• [WHAT IS EXPECTED]:
In the listing below, count the lines that contain the string "ApiJson", and state that number without further words.

• [PROVIDED INFORMATION]:
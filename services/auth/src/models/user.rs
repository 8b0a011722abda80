//! User account as read from the `users` collection

use serde::{Deserialize, Serialize};

use crate::permissions::Role;

/// Collection holding user accounts
pub const USERS_COLLECTION: &str = "users";

/// Stored user account. Only the fields needed to log in are decoded; the
/// rest of the document is left to the admin handlers.
#[derive(Debug, Clone, Deserialize)]
#[serde(rename_all = "camelCase")]
pub struct UserAccount {
    pub id: String,
    #[serde(default)]
    pub name: String,
    pub email: String,
    pub role: Role,
    pub password_hash: String,
    #[serde(default = "default_active")]
    pub is_active: bool,
}

fn default_active() -> bool {
    true
}

/// User login credentials
#[derive(Debug, Clone, Serialize, Deserialize)]
pub struct LoginCredentials {
    pub email: String,
    pub password: String,
}

#[cfg(test)]
mod tests {
    use super::*;
    use serde_json::json;

    #[test]
    fn test_decodes_stored_document() {
        let account: UserAccount = serde_json::from_value(json!({
            "id": "u1",
            "name": "Amina",
            "email": "amina@example.org",
            "role": "editor",
            "passwordHash": "$argon2id$...",
            "createdAt": "2024-01-01T00:00:00.000Z"
        }))
        .unwrap();

        assert_eq!(account.role, Role::Editor);
        assert!(account.is_active);
    }

    #[test]
    fn test_rejects_unknown_role() {
        let result = serde_json::from_value::<UserAccount>(json!({
            "id": "u1",
            "email": "a@example.org",
            "role": "owner",
            "passwordHash": "x"
        }));
        assert!(result.is_err());
    }
}
//! Redis cache module
//!
//! Thin wrapper around a multiplexed Redis connection used for short-lived
//! keyed state such as login sessions. Values are stored either as plain
//! strings or as JSON with an optional TTL.

use anyhow::Result;
use redis::{AsyncCommands, Client};
use serde::{Serialize, de::DeserializeOwned};
use tracing::info;

/// Where the session store lives
#[derive(Debug, Clone)]
pub struct RedisConfig {
    /// Connection URL, e.g. `redis://localhost:6379`
    pub url: String,
}

impl RedisConfig {
    /// Read `REDIS_URL`, defaulting to a local server
    pub fn from_env() -> Result<Self> {
        let url =
            std::env::var("REDIS_URL").unwrap_or_else(|_| "redis://localhost:6379".to_string());

        Ok(RedisConfig { url })
    }
}

/// Cloneable handle to a Redis server; connections are multiplexed
#[derive(Clone)]
pub struct RedisPool {
    client: Client,
}

impl RedisPool {
    /// Open a client. No connection is made until the first command.
    pub async fn new(config: &RedisConfig) -> Result<Self> {
        let client = Client::open(config.url.clone())?;
        info!("Redis client initialized with URL: {}", config.url);
        Ok(RedisPool { client })
    }

    async fn get_connection(&self) -> Result<redis::aio::MultiplexedConnection> {
        let conn = self.client.get_multiplexed_async_connection().await?;
        Ok(conn)
    }

    /// Store a string, expiring after `ttl_seconds` when given
    pub async fn set(&self, key: &str, value: &str, ttl_seconds: Option<u64>) -> Result<()> {
        let mut conn = self.get_connection().await?;

        match ttl_seconds {
            Some(ttl) => {
                let _: () = conn.set_ex(key, value, ttl).await?;
            }
            None => {
                let _: () = conn.set(key, value).await?;
            }
        }

        Ok(())
    }

    pub async fn get(&self, key: &str) -> Result<Option<String>> {
        let mut conn = self.get_connection().await?;
        let value: Option<String> = conn.get(key).await?;
        Ok(value)
    }

    /// Serialize `value` as JSON and store it under `key`
    pub async fn set_json<T: Serialize>(
        &self,
        key: &str,
        value: &T,
        ttl_seconds: Option<u64>,
    ) -> Result<()> {
        let encoded = serde_json::to_string(value)?;
        self.set(key, &encoded, ttl_seconds).await
    }

    /// Fetch and decode a JSON value stored under `key`
    pub async fn get_json<T: DeserializeOwned>(&self, key: &str) -> Result<Option<T>> {
        match self.get(key).await? {
            Some(raw) => Ok(Some(serde_json::from_str(&raw)?)),
            None => Ok(None),
        }
    }

    /// Delete a key from Redis, returning whether it existed
    pub async fn delete(&self, key: &str) -> Result<bool> {
        let mut conn = self.get_connection().await?;
        let removed: u64 = conn.del(key).await?;
        Ok(removed > 0)
    }

    /// Add `member` to the set at `key` and push the set's expiry out to
    /// `ttl_seconds`
    pub async fn add_to_set(&self, key: &str, member: &str, ttl_seconds: u64) -> Result<()> {
        let mut conn = self.get_connection().await?;
        let _: () = redis::pipe()
            .atomic()
            .sadd(key, member)
            .ignore()
            .cmd("EXPIRE")
            .arg(key)
            .arg(ttl_seconds)
            .ignore()
            .query_async(&mut conn)
            .await?;
        Ok(())
    }

    pub async fn set_members(&self, key: &str) -> Result<Vec<String>> {
        let mut conn = self.get_connection().await?;
        let members: Vec<String> = conn.smembers(key).await?;
        Ok(members)
    }

    pub async fn remove_from_set(&self, key: &str, member: &str) -> Result<()> {
        let mut conn = self.get_connection().await?;
        let _: () = conn.srem(key, member).await?;
        Ok(())
    }

    /// `PING` the server
    pub async fn health_check(&self) -> Result<bool> {
        let mut conn = self.get_connection().await?;
        let pong: String = redis::cmd("PING").query_async(&mut conn).await?;
        Ok(pong == "PONG")
    }
}

#[cfg(test)]
mod tests {
    use super::*;

    fn local_config() -> RedisConfig {
        RedisConfig {
            url: "redis://localhost:6379".to_string(),
        }
    }

    #[tokio::test]
    async fn test_client_rejects_malformed_url() {
        let config = RedisConfig {
            url: "not-a-redis-url".to_string(),
        };
        assert!(RedisPool::new(&config).await.is_err());
    }

    #[tokio::test]
    #[ignore = "requires a running Redis server"]
    async fn test_json_round_trip_with_ttl() -> Result<()> {
        let pool = RedisPool::new(&local_config()).await?;

        let key = "common_cache_test_json";
        pool.set_json(key, &vec!["a", "b"], Some(5)).await?;

        let retrieved: Option<Vec<String>> = pool.get_json(key).await?;
        assert_eq!(retrieved, Some(vec!["a".to_string(), "b".to_string()]));

        assert!(pool.delete(key).await?);
        assert!(!pool.delete(key).await?);
        Ok(())
    }

    #[tokio::test]
    #[ignore = "requires a running Redis server"]
    async fn test_set_membership() -> Result<()> {
        let pool = RedisPool::new(&local_config()).await?;

        let key = "common_cache_test_set";
        pool.add_to_set(key, "s1", 5).await?;
        pool.add_to_set(key, "s2", 5).await?;
        pool.remove_from_set(key, "s1").await?;

        assert_eq!(pool.set_members(key).await?, vec!["s2".to_string()]);
        assert!(pool.delete(key).await?);
        Ok(())
    }
}
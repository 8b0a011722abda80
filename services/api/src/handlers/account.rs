//! Login, logout and the current identity

use auth::{
    Identity, Permission,
    models::{LoginCredentials, UserAccount, user::USERS_COLLECTION},
    password::verify_password,
};
use axum::{Extension, extract::State, http::HeaderMap};
use axum_extra::extract::cookie::{Cookie, CookieJar, SameSite};
use chrono::{DateTime, Utc};
use common::store::{Document, Filter};
use serde::Serialize;
use serde_json::{Value, json};
use tracing::{info, warn};

use crate::{
    documents::now_timestamp,
    envelope::ApiResponse,
    error::{ApiError, ApiResult},
    extract::ApiJson,
    state::AppState,
};

/// Public view of a user account
#[derive(Debug, Serialize)]
pub struct UserSummary {
    pub id: String,
    pub name: String,
    pub email: String,
    pub role: auth::Role,
}

impl From<UserAccount> for UserSummary {
    fn from(account: UserAccount) -> Self {
        Self {
            id: account.id,
            name: account.name,
            email: account.email,
            role: account.role,
        }
    }
}

#[derive(Debug, Serialize)]
#[serde(rename_all = "camelCase")]
pub struct LoginResponse {
    pub user: UserSummary,
    pub token: String,
    pub expires_at: DateTime<Utc>,
}

#[derive(Debug, Serialize)]
#[serde(rename_all = "camelCase")]
pub struct MeResponse {
    #[serde(flatten)]
    pub identity: Identity,
    pub permissions: &'static [Permission],
}

/// Look up an active account by email and check its password. Unknown
/// email, inactive account and wrong password are indistinguishable.
async fn authenticate(state: &AppState, email: &str, password: &str) -> ApiResult<UserAccount> {
    let document = state
        .store
        .find_one(USERS_COLLECTION, &Filter::new().eq("email", email))
        .await?
        .ok_or(ApiError::InvalidCredentials)?;

    let account: UserAccount = match serde_json::from_value(Value::Object(document)) {
        Ok(account) => account,
        Err(e) => {
            warn!("Unreadable user record for {}: {}", email, e);
            return Err(ApiError::InvalidCredentials);
        }
    };

    if !account.is_active {
        return Err(ApiError::InvalidCredentials);
    }

    match verify_password(&account.password_hash, password) {
        Ok(true) => Ok(account),
        Ok(false) => Err(ApiError::InvalidCredentials),
        Err(e) => {
            warn!("Unreadable password hash for {}: {}", email, e);
            Err(ApiError::InvalidCredentials)
        }
    }
}

/// `POST /api/auth/login`
pub async fn login(
    State(state): State<AppState>,
    jar: CookieJar,
    ApiJson(credentials): ApiJson<LoginCredentials>,
) -> ApiResult<(CookieJar, ApiResponse<LoginResponse>)> {
    let email = credentials.email.trim().to_lowercase();
    if email.is_empty() || credentials.password.is_empty() {
        return Err(ApiError::Validation(
            "Email and password are required".to_string(),
        ));
    }

    let account = match authenticate(&state, &email, &credentials.password).await {
        Ok(account) => account,
        Err(e) => {
            info!("Failed login for {}", email);
            return Err(e);
        }
    };

    let issued = state.sessions.create(&account.id, account.role).await?;

    let mut stamp = Document::new();
    stamp.insert("lastLoginAt".to_string(), Value::String(now_timestamp()));
    if let Err(e) = state.store.update(USERS_COLLECTION, &account.id, stamp).await {
        warn!("Could not record last login for {}: {}", account.id, e);
    }

    let ttl = i64::try_from(state.sessions.ttl_seconds()).unwrap_or(i64::MAX);
    let cookie = Cookie::build((state.sessions.cookie_name().to_string(), issued.token.clone()))
        .path("/")
        .http_only(true)
        .same_site(SameSite::Lax)
        .secure(state.config.secure_cookies)
        .max_age(cookie::time::Duration::seconds(ttl));

    info!("User {} logged in", account.id);
    Ok((
        jar.add(cookie),
        ApiResponse::ok(LoginResponse {
            user: account.into(),
            token: issued.token,
            expires_at: issued.session.expires_at,
        }),
    ))
}

/// `POST /api/auth/logout`: always succeeds, with or without a session
pub async fn logout(
    State(state): State<AppState>,
    jar: CookieJar,
    headers: HeaderMap,
) -> (CookieJar, ApiResponse<Value>) {
    if let Some(token) = state.sessions.token_from_headers(&headers) {
        if let Err(e) = state.sessions.destroy(&token).await {
            warn!("Failed to destroy session: {}", e);
        }
    }

    let removal = Cookie::build(state.sessions.cookie_name().to_string()).path("/");
    (
        jar.remove(removal),
        ApiResponse::ok(json!({ "loggedOut": true })),
    )
}

/// `GET /api/auth/me`
pub async fn me(Extension(identity): Extension<Identity>) -> ApiResponse<MeResponse> {
    let permissions = identity.role.permissions();
    ApiResponse::ok(MeResponse {
        identity,
        permissions,
    })
}
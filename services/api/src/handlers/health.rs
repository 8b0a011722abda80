//! Liveness endpoint

use axum::{Json, extract::State};
use serde_json::{Value, json};
use tracing::warn;

use crate::state::AppState;

/// `GET /health`
pub async fn health_check(State(state): State<AppState>) -> Json<Value> {
    let store = state.store.health_check().await.unwrap_or_else(|e| {
        warn!("Document store health check failed: {}", e);
        false
    });
    let sessions = state.sessions.health_check().await.unwrap_or_else(|e| {
        warn!("Session store health check failed: {}", e);
        false
    });

    Json(json!({
        "status": if store && sessions { "ok" } else { "degraded" },
        "service": "api",
        "store": store,
        "sessions": sessions
    }))
}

• [REPLY TO THE EXERCISE]:
2